Парень, резко вздернув руку, хотел использовать магию.
Несколько еще целых лоз неизвестного Эверлингу растения шевельнулись. Лежащие перед ним ветви взмыли в воздух, развернулись острыми краями и полетели прямиком в глаза. Видя, как маленькие точки приближаются и становятся больше, Эверлинг даже не шелохнулся. Немигающим взглядом он наблюдал за атакой отстраненно, словно находился далеко за пределами арены. А потом рубанул по ветвям и направился к противнику, но затормозил на полпути: атака повторилась. Снова. Эверлинг с легкостью отразил ее.

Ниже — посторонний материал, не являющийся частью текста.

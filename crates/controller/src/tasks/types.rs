use crate::tasks::config::ControllerConfig;
use kube::Client;
use std::sync::Arc;
use thiserror::Error;

#[derive(Error, Debug)]
pub enum Error {
    #[error("Kubernetes API error: {0}")]
    KubeError(#[from] kube::Error),

    #[error("Serialization error: {0}")]
    SerializationError(#[from] serde_json::Error),

    #[error("Template rendering error: {0}")]
    TemplateError(#[from] handlebars::RenderError),

    #[error("Configuration error: {0}")]
    ConfigError(String),

    #[error("Object is missing its name or namespace")]
    MissingObjectKey,
}

impl Error {
    /// Optimistic concurrency conflict: another writer updated the object first
    pub fn is_conflict(&self) -> bool {
        matches!(self, Error::KubeError(kube::Error::Api(ae)) if ae.code == 409)
    }
}

pub type Result<T, E = Error> = std::result::Result<T, E>;

/// Shared state handed to every reconciliation
#[derive(Clone)]
pub struct Context {
    pub client: Client,
    pub namespace: String,
    pub config: Arc<ControllerConfig>,
}

pub fn is_not_found(err: &kube::Error) -> bool {
    matches!(err, kube::Error::Api(ae) if ae.code == 404)
}

pub fn is_already_exists(err: &kube::Error) -> bool {
    matches!(err, kube::Error::Api(ae) if ae.code == 409)
}
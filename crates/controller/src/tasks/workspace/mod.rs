pub mod controller;
pub mod queue;
pub mod resources;

pub use controller::{next_status, reconcile_workspace};
pub use queue::recompute_queue;
use crate::error::LaunchError;
use flate2::write::GzEncoder;
use flate2::Compression;
use std::fs;
use std::io;
use std::path::Path;
use tracing::debug;

/// ConfigMaps are capped at 1 MiB by the API server
pub const MAX_PAYLOAD_BYTES: usize = 1024 * 1024;

const SKIPPED_DIRS: &[&str] = &[".git", ".terraform"];

/// Gzip-compressed tarball of a configuration directory, paths relative to it
pub fn create_archive(root: &Path) -> Result<Vec<u8>, LaunchError> {
    let encoder = GzEncoder::new(Vec::new(), Compression::default());
    let mut builder = tar::Builder::new(encoder);
    builder.follow_symlinks(false);

    append_dir(&mut builder, root, Path::new(""))?;

    let payload = builder.into_inner()?.finish()?;
    debug!(bytes = payload.len(), "Archived {}", root.display());

    if payload.len() > MAX_PAYLOAD_BYTES {
        return Err(LaunchError::PayloadTooLarge {
            size: payload.len(),
            limit: MAX_PAYLOAD_BYTES,
        });
    }
    Ok(payload)
}

fn append_dir<W: io::Write>(
    builder: &mut tar::Builder<W>,
    root: &Path,
    relative: &Path,
) -> io::Result<()> {
    let mut entries = fs::read_dir(root.join(relative))?.collect::<io::Result<Vec<_>>>()?;
    entries.sort_by_key(fs::DirEntry::file_name);

    for entry in entries {
        let file_type = entry.file_type()?;
        let name = entry.file_name();
        let archived = relative.join(&name);

        if file_type.is_dir() {
            if SKIPPED_DIRS.iter().any(|skipped| name == *skipped) {
                continue;
            }
            builder.append_dir(&archived, entry.path())?;
            append_dir(builder, root, &archived)?;
        } else {
            builder.append_path_with_name(entry.path(), &archived)?;
        }
    }
    Ok(())
}
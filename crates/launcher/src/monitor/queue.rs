use crate::error::LaunchError;
use controller::crds::Workspace;
use futures::{Stream, StreamExt};
use kube::runtime::watcher;
use std::time::Duration;
use tokio::time::Instant;
use tokio_util::sync::CancellationToken;
use tracing::info;

/// Follow the run's position in the workspace queue until it reaches the front.
///
/// Until the run first appears in the queue the enqueue deadline applies; from
/// then on only the queue deadline does, counted from when it was first seen.
pub async fn watch_queue<S>(
    events: S,
    run_name: &str,
    enqueue_timeout: Duration,
    queue_timeout: Duration,
    cancel: CancellationToken,
) -> Result<(), LaunchError>
where
    S: Stream<Item = Result<Workspace, watcher::Error>>,
{
    let mut events = std::pin::pin!(events);
    let started = Instant::now();
    let mut queued_since: Option<Instant> = None;
    let mut last_position: Option<usize> = None;

    loop {
        let deadline = match queued_since {
            None => started + enqueue_timeout,
            Some(since) => since + queue_timeout,
        };

        tokio::select! {
            () = cancel.cancelled() => return Ok(()),
            () = tokio::time::sleep_until(deadline) => {
                return Err(match queued_since {
                    None => LaunchError::EnqueueTimeout(enqueue_timeout),
                    Some(_) => LaunchError::QueueTimeout(queue_timeout),
                });
            }
            event = events.next() => match event {
                Some(Ok(workspace)) => {
                    let Some(position) = workspace.queue_position(run_name) else {
                        continue;
                    };
                    if queued_since.is_none() {
                        queued_since = Some(Instant::now());
                    }
                    if position == 0 {
                        info!("Run {} is at the front of the queue", run_name);
                        return Ok(());
                    }
                    if last_position != Some(position) {
                        info!(position, "Run {} is queued behind {} run(s)", run_name, position);
                        last_position = Some(position);
                    }
                }
                Some(Err(err)) => return Err(err.into()),
                None => return Err(LaunchError::WatchClosed("workspace queue")),
            },
        }
    }
}
//! Workspace queue derivation

use std::collections::HashSet;

/// Derive the next queue from the current one and the names of the workspace's
/// pending (not completed) runs, given in list order.
///
/// Surviving entries keep their relative order, newcomers are appended at the
/// tail and duplicates are dropped.
pub fn recompute_queue(current: &[String], pending: &[String]) -> Vec<String> {
    let pending_set: HashSet<&str> = pending.iter().map(String::as_str).collect();
    let mut seen: HashSet<&str> = HashSet::with_capacity(pending.len());
    let mut queue = Vec::with_capacity(pending.len());

    for name in current {
        if pending_set.contains(name.as_str()) && seen.insert(name.as_str()) {
            queue.push(name.clone());
        }
    }

    for name in pending {
        if seen.insert(name.as_str()) {
            queue.push(name.clone());
        }
    }

    queue
}

#[cfg(test)]
mod tests {
    use super::*;

    fn names(items: &[&str]) -> Vec<String> {
        items.iter().map(|s| (*s).to_string()).collect()
    }

    #[test]
    fn empty_workspace_gets_runs_in_list_order() {
        let queue = recompute_queue(&[], &names(&["b", "a"]));
        assert_eq!(queue, names(&["b", "a"]));
    }

    #[test]
    fn duplicates_in_current_queue_are_collapsed() {
        let queue = recompute_queue(&names(&["a", "a", "b"]), &names(&["a", "b"]));
        assert_eq!(queue, names(&["a", "b"]));
    }

    #[test]
    fn queue_empties_when_nothing_is_pending() {
        assert!(recompute_queue(&names(&["a", "b"]), &[]).is_empty());
    }
}
//! `Run` Custom Resource Definition: a single command queued against a workspace

use super::condition::{self, Condition};
use kube::CustomResource;
use schemars::JsonSchema;
use serde::{Deserialize, Serialize};
use std::fmt;
use std::str::FromStr;

/// Label naming the workspace a run is queued against
pub const WORKSPACE_LABEL: &str = "runq.dev/workspace";

/// Annotation the client sets once it has attached to the run's pod
pub const CLIENT_ANNOTATION: &str = "runq.dev/client";
pub const CLIENT_READY: &str = "Ready";

/// Name of the container that executes the command; shared by the pod spec,
/// attach, log streaming and exit code relay
pub const CONTAINER_NAME: &str = "runner";

/// Sentinel printed by the pod entrypoint when it is ready for an interactive
/// client. The client echoes it back before any user input is relayed.
pub const HANDSHAKE_TOKEN: &str = "runq-handshake-3f1c";

pub const DEFAULT_CONFIG_MAP_KEY: &str = "config.tar.gz";

pub const CONDITION_COMPLETED: &str = "Completed";
pub const CONDITION_ATTACHABLE: &str = "Attachable";
pub const CONDITION_CLIENT_READY: &str = "ClientReady";

pub const REASON_UNSCHEDULED: &str = "Unscheduled";
pub const REASON_QUEUED: &str = "Queued";
pub const REASON_FRONT_OF_QUEUE: &str = "FrontOfQueue";
pub const REASON_CLIENT_ATTACHED: &str = "ClientAttached";
pub const REASON_WORKSPACE_UNSPECIFIED: &str = "WorkspaceUnspecified";
pub const REASON_WORKSPACE_NOT_FOUND: &str = "WorkspaceNotFound";
pub const REASON_WORKSPACE_UNHEALTHY: &str = "WorkspaceUnhealthy";
pub const REASON_UNAPPROVED: &str = "Unapproved";
pub const REASON_POD_SUCCEEDED: &str = "PodSucceeded";
pub const REASON_POD_FAILED: &str = "PodFailed";
/// The execution pod vanished before its runner terminated
pub const REASON_POD_DELETED: &str = "PodDeleted";
/// Attachable reason once the run has completed
pub const REASON_RUN_COMPLETED: &str = "Completed";

/// Commands a run may execute. Every kind shares the same resource, so the set
/// of supported operations is checked here rather than by resource kind.
#[derive(Deserialize, Serialize, Clone, Copy, Debug, JsonSchema, PartialEq, Eq, Hash)]
#[serde(rename_all = "lowercase")]
pub enum RunCommand {
    Init,
    Plan,
    Apply,
    Destroy,
    Validate,
    Refresh,
    Output,
    Show,
    Console,
    Sh,
}

impl RunCommand {
    pub const ALL: [RunCommand; 10] = [
        RunCommand::Init,
        RunCommand::Plan,
        RunCommand::Apply,
        RunCommand::Destroy,
        RunCommand::Validate,
        RunCommand::Refresh,
        RunCommand::Output,
        RunCommand::Show,
        RunCommand::Console,
        RunCommand::Sh,
    ];

    pub fn as_str(self) -> &'static str {
        match self {
            RunCommand::Init => "init",
            RunCommand::Plan => "plan",
            RunCommand::Apply => "apply",
            RunCommand::Destroy => "destroy",
            RunCommand::Validate => "validate",
            RunCommand::Refresh => "refresh",
            RunCommand::Output => "output",
            RunCommand::Show => "show",
            RunCommand::Console => "console",
            RunCommand::Sh => "sh",
        }
    }

    /// Program and leading arguments executed in the runner container
    pub fn program(self) -> Vec<&'static str> {
        match self {
            RunCommand::Sh => vec!["sh"],
            other => vec!["terraform", other.as_str()],
        }
    }

    /// Commands that read from a terminal and only make sense attached
    pub fn needs_tty(self) -> bool {
        matches!(self, RunCommand::Console | RunCommand::Sh)
    }
}

impl fmt::Display for RunCommand {
    fn fmt(&self, f: &mut fmt::Formatter<'_>) -> fmt::Result {
        f.write_str(self.as_str())
    }
}

#[derive(Debug, Clone, PartialEq, Eq)]
pub struct UnsupportedCommand(pub String);

impl fmt::Display for UnsupportedCommand {
    fn fmt(&self, f: &mut fmt::Formatter<'_>) -> fmt::Result {
        let supported: Vec<&str> = RunCommand::ALL.iter().map(|c| c.as_str()).collect();
        write!(
            f,
            "unsupported command '{}' (supported: {})",
            self.0,
            supported.join(", ")
        )
    }
}

impl std::error::Error for UnsupportedCommand {}

impl FromStr for RunCommand {
    type Err = UnsupportedCommand;

    fn from_str(s: &str) -> Result<Self, Self::Err> {
        RunCommand::ALL
            .into_iter()
            .find(|c| c.as_str() == s)
            .ok_or_else(|| UnsupportedCommand(s.to_string()))
    }
}

fn default_config_map_key() -> String {
    DEFAULT_CONFIG_MAP_KEY.to_string()
}

fn default_handshake_timeout() -> u64 {
    10
}

/// `Run` CRD for a single command execution
#[derive(CustomResource, Deserialize, Serialize, Clone, Debug, JsonSchema)]
#[kube(group = "runq.dev", version = "v1alpha1", kind = "Run")]
#[kube(namespaced)]
#[kube(status = "RunStatus")]
#[kube(printcolumn = r#"{"name":"Command","type":"string","jsonPath":".spec.command"}"#)]
#[kube(printcolumn = r#"{"name":"Workspace","type":"string","jsonPath":".metadata.labels.runq\\.dev/workspace"}"#)]
#[kube(printcolumn = r#"{"name":"Exit","type":"integer","jsonPath":".status.exitCode"}"#)]
#[kube(printcolumn = r#"{"name":"Age","type":"date","jsonPath":".metadata.creationTimestamp"}"#)]
pub struct RunSpec {
    pub command: RunCommand,

    #[serde(default)]
    pub args: Vec<String>,

    /// ConfigMap holding the configuration archive
    #[serde(rename = "configMap")]
    pub config_map: String,

    /// Key within the ConfigMap's binary data
    #[serde(default = "default_config_map_key", rename = "configMapKey")]
    pub config_map_key: String,

    /// Whether the pod waits for an interactive client before running
    #[serde(default)]
    pub handshake: bool,

    /// Seconds the pod waits for the client to complete the handshake
    #[serde(default = "default_handshake_timeout", rename = "handshakeTimeoutSeconds")]
    pub handshake_timeout_seconds: u64,
}

/// Status of the `Run`
#[derive(Deserialize, Serialize, Clone, Debug, Default, JsonSchema, PartialEq)]
pub struct RunStatus {
    #[serde(default)]
    pub conditions: Vec<Condition>,

    /// Exit code of the runner container once it has terminated
    #[serde(default, rename = "exitCode", skip_serializing_if = "Option::is_none")]
    pub exit_code: Option<i32>,

    #[serde(default, rename = "podName", skip_serializing_if = "Option::is_none")]
    pub pod_name: Option<String>,
}

impl Run {
    pub fn conditions(&self) -> &[Condition] {
        self.status.as_ref().map_or(&[], |s| s.conditions.as_slice())
    }

    pub fn condition(&self, condition_type: &str) -> Option<&Condition> {
        condition::find(self.conditions(), condition_type)
    }

    pub fn is_completed(&self) -> bool {
        condition::is_true_for(self.conditions(), CONDITION_COMPLETED)
    }

    pub fn is_attachable(&self) -> bool {
        condition::is_true_for(self.conditions(), CONDITION_ATTACHABLE)
    }

    pub fn workspace_name(&self) -> Option<&str> {
        self.metadata
            .labels
            .as_ref()
            .and_then(|l| l.get(WORKSPACE_LABEL))
            .map(String::as_str)
            .filter(|name| !name.is_empty())
    }

    pub fn client_ready(&self) -> bool {
        self.metadata
            .annotations
            .as_ref()
            .and_then(|a| a.get(CLIENT_ANNOTATION))
            .is_some_and(|v| v == CLIENT_READY)
    }
}

/// Completion reasons that mean the run never executed and never will
pub fn is_failure_reason(reason: &str) -> bool {
    matches!(
        reason,
        REASON_WORKSPACE_UNSPECIFIED
            | REASON_WORKSPACE_NOT_FOUND
            | REASON_WORKSPACE_UNHEALTHY
            | REASON_UNAPPROVED
            | REASON_POD_DELETED
    )
}

#[cfg(test)]
mod tests {
    use super::*;
    use std::collections::BTreeMap;

    fn run_with_labels(labels: BTreeMap<String, String>) -> Run {
        let mut run = Run::new(
            "run-1",
            RunSpec {
                command: RunCommand::Plan,
                args: vec![],
                config_map: "run-1".into(),
                config_map_key: default_config_map_key(),
                handshake: false,
                handshake_timeout_seconds: 10,
            },
        );
        run.metadata.labels = Some(labels);
        run
    }

    #[test]
    fn command_round_trips_through_names() {
        for command in RunCommand::ALL {
            assert_eq!(command.as_str().parse::<RunCommand>(), Ok(command));
        }
        let err = "import".parse::<RunCommand>().unwrap_err();
        assert!(err.to_string().contains("unsupported command 'import'"));
    }

    #[test]
    fn command_program_wraps_terraform() {
        assert_eq!(RunCommand::Plan.program(), vec!["terraform", "plan"]);
        assert_eq!(RunCommand::Sh.program(), vec!["sh"]);
    }

    #[test]
    fn spec_applies_defaults() {
        let spec: RunSpec = serde_json::from_value(serde_json::json!({
            "command": "apply",
            "configMap": "run-abc"
        }))
        .unwrap();
        assert_eq!(spec.command, RunCommand::Apply);
        assert_eq!(spec.config_map_key, DEFAULT_CONFIG_MAP_KEY);
        assert_eq!(spec.handshake_timeout_seconds, 10);
        assert!(!spec.handshake);
    }

    #[test]
    fn workspace_label_must_be_non_empty() {
        let run = run_with_labels(BTreeMap::new());
        assert_eq!(run.workspace_name(), None);

        let run = run_with_labels(BTreeMap::from([(WORKSPACE_LABEL.into(), String::new())]));
        assert_eq!(run.workspace_name(), None);

        let run = run_with_labels(BTreeMap::from([(WORKSPACE_LABEL.into(), "dev".into())]));
        assert_eq!(run.workspace_name(), Some("dev"));
    }

    #[test]
    fn failure_reasons_exclude_pod_outcomes() {
        assert!(is_failure_reason(REASON_WORKSPACE_NOT_FOUND));
        assert!(is_failure_reason(REASON_UNAPPROVED));
        assert!(!is_failure_reason(REASON_POD_FAILED));
        assert!(!is_failure_reason(REASON_POD_SUCCEEDED));
        assert!(is_failure_reason(REASON_POD_DELETED));
    }
}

Снова.
Они повторили одни и те же движения еще дважды. Бой начал докучать Эверлингу. Паренек остановился: видимо, не мог придумать ничего интереснее. Он вряд ли умел толком драться – Эверлинг понял это, едва увидев его, такого хрупкого и напуганного.
Крик толпы на мгновение показался Эверлингу оглушительным. Он откинул меч, набросился на паренька и несколько раз ударил под дых. Отскочил в сторону, обернулся, глянув на меч, и неоднозначно хмыкнул: хотел вернуться за оружием, а после использовать магию, но в итоге остался стоять на месте. Противник опустился на одно колено и тяжело задышал. Эверлинг вскинул ладонь, сжал в кулак, и паренек резко схватился за грудь, начав кашлять. Из горла вырывались сначала стоны, потом всхлипы. Эверлинг слишком часто слышал эти звуки, и его окаменевшее сердце давно перестало сжиматься из-за боли, которую он причинял другим.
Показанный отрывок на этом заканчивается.